24h Le Mans
09/01/2020 - 12:01

McNish, winner of the Race of a Thousand Years in Australia

On 31 December 2000 in Adelaide, Australia, three-time 24 Hours of Le Mans winner Allan McNish won the the extraordinary Race of a Thousand Years at the wheel of an Audi R8 in its crocodile livery. The British driver from Scotland, teammates with Dindo Capello, looks back on the special race and underscores Australians' enthusiasm for endurance racing ahead of the Asian Le Mans Series round this weekend at The Bend circuit.
McNish, winner of the Race of a Thousand Years in Australia

"Almost 20 years now already! Time flies!" exclaimed 50-year-old Allan McNish on 29 December 2019 remembering the final race of the American Le Mans Series, the Race of a Thousand Years, on 31 December 2000 in Adelaide, Australia that he took the start in thanks to Don Panoz. "The circumstances were unique. We made the trip on 23 December and celebrated Christmas as it was 31°C, which for a Scot is hard to believe. The whole city was buzzing because of the special event. The atmosphere at the circuit was pretty laid back, kind of like it is at Sebring. Dindo (Capello, Ed.) and I shared an Audi R8 with a special crocodile livery. I even had a matching helmet made. That race is to this day one of my fondest memories."
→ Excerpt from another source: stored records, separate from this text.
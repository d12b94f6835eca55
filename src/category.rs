//! Category classification.
//!
//! Two independent passes: [`classify_primary`] maps the authority source's
//! free-text classification label to a fixed primary category while the
//! catalog is being built, and [`assign_sub_categories`] refines an
//! already-built catalog into finer sub-categories and derives the taxonomy
//! artifact from the result.

use crate::model::{Catalog, CatalogItem, CategoryGroup, Taxonomy};
use serde::{Deserialize, Serialize};
use std::collections::{BTreeMap, BTreeSet};
use std::fmt;

/// Fixed primary category taxonomy.
#[derive(Debug, Clone, Copy, PartialEq, Eq, Hash, Serialize, Deserialize)]
#[serde(rename_all = "snake_case")]
pub enum PrimaryCategory {
    /// Liquids, gels and aerosols.
    LiquidsGels,
    /// Sharp or pointed objects.
    SharpObjects,
    /// Blunt instruments.
    BluntObjects,
    /// Firearms, guns and other weapons.
    Weapons,
    /// Chemical and toxic substances.
    ChemicalToxic,
    /// Explosives and flammable substances.
    ExplosivesFlammable,
    /// High-alert / security-flagged items.
    SecurityHighAlert,
    /// Anything the label rules did not match.
    Other,
}

impl PrimaryCategory {
    /// The snake_case name used in artifacts and tags.
    pub fn as_str(self) -> &'static str {
        match self {
            PrimaryCategory::LiquidsGels => "liquids_gels",
            PrimaryCategory::SharpObjects => "sharp_objects",
            PrimaryCategory::BluntObjects => "blunt_objects",
            PrimaryCategory::Weapons => "weapons",
            PrimaryCategory::ChemicalToxic => "chemical_toxic",
            PrimaryCategory::ExplosivesFlammable => "explosives_flammable",
            PrimaryCategory::SecurityHighAlert => "security_high_alert",
            PrimaryCategory::Other => "other",
        }
    }
}

impl fmt::Display for PrimaryCategory {
    fn fmt(&self, f: &mut fmt::Formatter<'_>) -> fmt::Result {
        f.write_str(self.as_str())
    }
}

/// Maps an authority classification label to a primary category.
///
/// The label is tested against the rules in order and the first match wins.
/// The order is a priority list: labels regularly mention several categories
/// at once (a liquids label can also name toxic substances), so reordering
/// the rules changes results.
pub fn classify_primary(raw_label: &str) -> PrimaryCategory {
    let label: String = raw_label
        .replace(['"', '\u{201C}', '\u{201D}'], " ")
        .split_whitespace()
        .collect::<Vec<_>>()
        .join(" ");
    let lowered = label.to_lowercase();

    if label.contains("액체") || lowered.contains("gel") {
        PrimaryCategory::LiquidsGels
    } else if label.contains("끝이 뾰족") || label.contains("날카로운") {
        PrimaryCategory::SharpObjects
    } else if label.contains("둔기") {
        PrimaryCategory::BluntObjects
    } else if label.contains("화기") || label.contains("총기") || label.contains("무기") {
        PrimaryCategory::Weapons
    } else if label.contains("화학물질") || label.contains("유독성") {
        PrimaryCategory::ChemicalToxic
    } else if label.contains("폭발물") || label.contains("인화성") {
        PrimaryCategory::ExplosivesFlammable
    } else if label.contains("경계경보") || label.contains("고위험") {
        PrimaryCategory::SecurityHighAlert
    } else {
        PrimaryCategory::Other
    }
}

/// Source-language classification tags mapped to sub-categories, scanned in
/// item tag order. First tag present in this table wins.
const TAG_SUB_CATEGORIES: &[(&str, &str)] = &[
    ("스포츠용품류", "sports_equipment"),
    ("의료용품류", "medical_equipment"),
    ("생활용품류", "household_items"),
    ("공구류", "tools"),
    ("무기류", "weapons"),
    ("화기류, 총기류,무기류", "firearms_weapons"),
    ("둔기", "blunt_objects"),
    ("끝이 뾰족한 무기및 날카로운 물체", "sharp_objects"),
    ("폭발물과 인화성 물질", "explosives_flammable"),
    ("화학물질 및 유독성 물질", "chemical_toxic"),
    ("액체/겔(gel)류 물질", "liquids_gels"),
    (
        "국토해양부장관이 지정한 고위험이 예상되는 비행편 또는 항공보안 등급 경계경보(Orange) 단계이상",
        "security_high_alert",
    ),
];

/// Manually curated sub-category assignments that survive refinement.
///
/// Carried over from the original hand-maintained data: item 1's
/// `medical_equipment` classification predates the tag table and is kept
/// when the item already carries it. New exceptions belong here, not in
/// [`refine_sub_category`].
const SUB_CATEGORY_OVERRIDES: &[(u32, &str)] = &[(1, "medical_equipment")];

/// Substrings of `name_ko` that classify an item as battery equipment when
/// no tag matched.
const BATTERY_KEYWORDS: &[&str] = &["배터리", "리튬"];

/// Determines the sub-category for one catalog item.
///
/// Resolution order: curated override, first matching tag, battery keyword
/// in the display name, then the primary category itself.
pub fn refine_sub_category(item: &CatalogItem) -> String {
    for (item_id, sub) in SUB_CATEGORY_OVERRIDES {
        if item.item_id == *item_id && item.sub_category.as_deref() == Some(*sub) {
            return (*sub).to_string();
        }
    }

    for tag in &item.tags {
        if let Some((_, sub)) = TAG_SUB_CATEGORIES.iter().find(|(t, _)| t == tag) {
            return (*sub).to_string();
        }
    }

    if BATTERY_KEYWORDS.iter().any(|kw| item.name_ko.contains(kw)) {
        return "batteries".to_string();
    }

    item.primary_category.as_str().to_string()
}

/// Assigns a sub-category to every item of the catalog, in place.
pub fn assign_sub_categories(catalog: &mut Catalog) {
    for item in &mut catalog.items {
        item.sub_category = Some(refine_sub_category(item));
    }
}

/// Derives the taxonomy artifact from a catalog with assigned sub-categories.
///
/// Groups every observed sub-category under its item's primary category;
/// both the groups and each group's sub-category list are deduplicated and
/// sorted.
pub fn build_taxonomy(catalog: &Catalog) -> Taxonomy {
    let mut groups: BTreeMap<String, BTreeSet<String>> = BTreeMap::new();

    for item in &catalog.items {
        let sub = item
            .sub_category
            .clone()
            .unwrap_or_else(|| refine_sub_category(item));
        groups
            .entry(item.primary_category.as_str().to_string())
            .or_default()
            .insert(sub);
    }

    Taxonomy {
        categories: groups
            .into_iter()
            .map(|(name, subs)| CategoryGroup {
                name,
                sub_categories: subs.into_iter().collect(),
            })
            .collect(),
    }
}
"Dindo and I clinched pole position, clocked the fastest in-race lap and won with our crocodile car. It was Audi's first win in the American Le Mans Series. We took our places on the podium shortly after 22:30, then did interviews and then it was the new year 2001. It was really strange!" The finish was as joyous as the start had been catastrophic for the Scottish driver. "I injured myself, hurting my back removing my kilt after a photo session (photo below, Ed.) before the race. I had to go to the hospital on my birthday. I was not allowed to move if I had any hope of taking the start in the race. So, I didn't do the free practice or qualifying sessions. I had to do at least two laps in the car before the start. There was a moment when we thought about using an Audi driver from Supercar in Australia, but he was way too tall. In the end, the more time I spent in the car, the less my back hurt. Driver changes can be challenging. So we proceeded with me doing the race and staying in the R8 for the final stint. I will remember that race forever. I have to say, the circuit was really good for our prototypes and for endurance racing. It was wide enough to overtake, but bumpy and if you made a mistake overtaking you could easily end up in the wall. You really had to work for a good lap time. I really enjoyed that race."

The first Asian Le Mans Series in 2020 wil take place in Australia on Sunday 12 January at The Bend.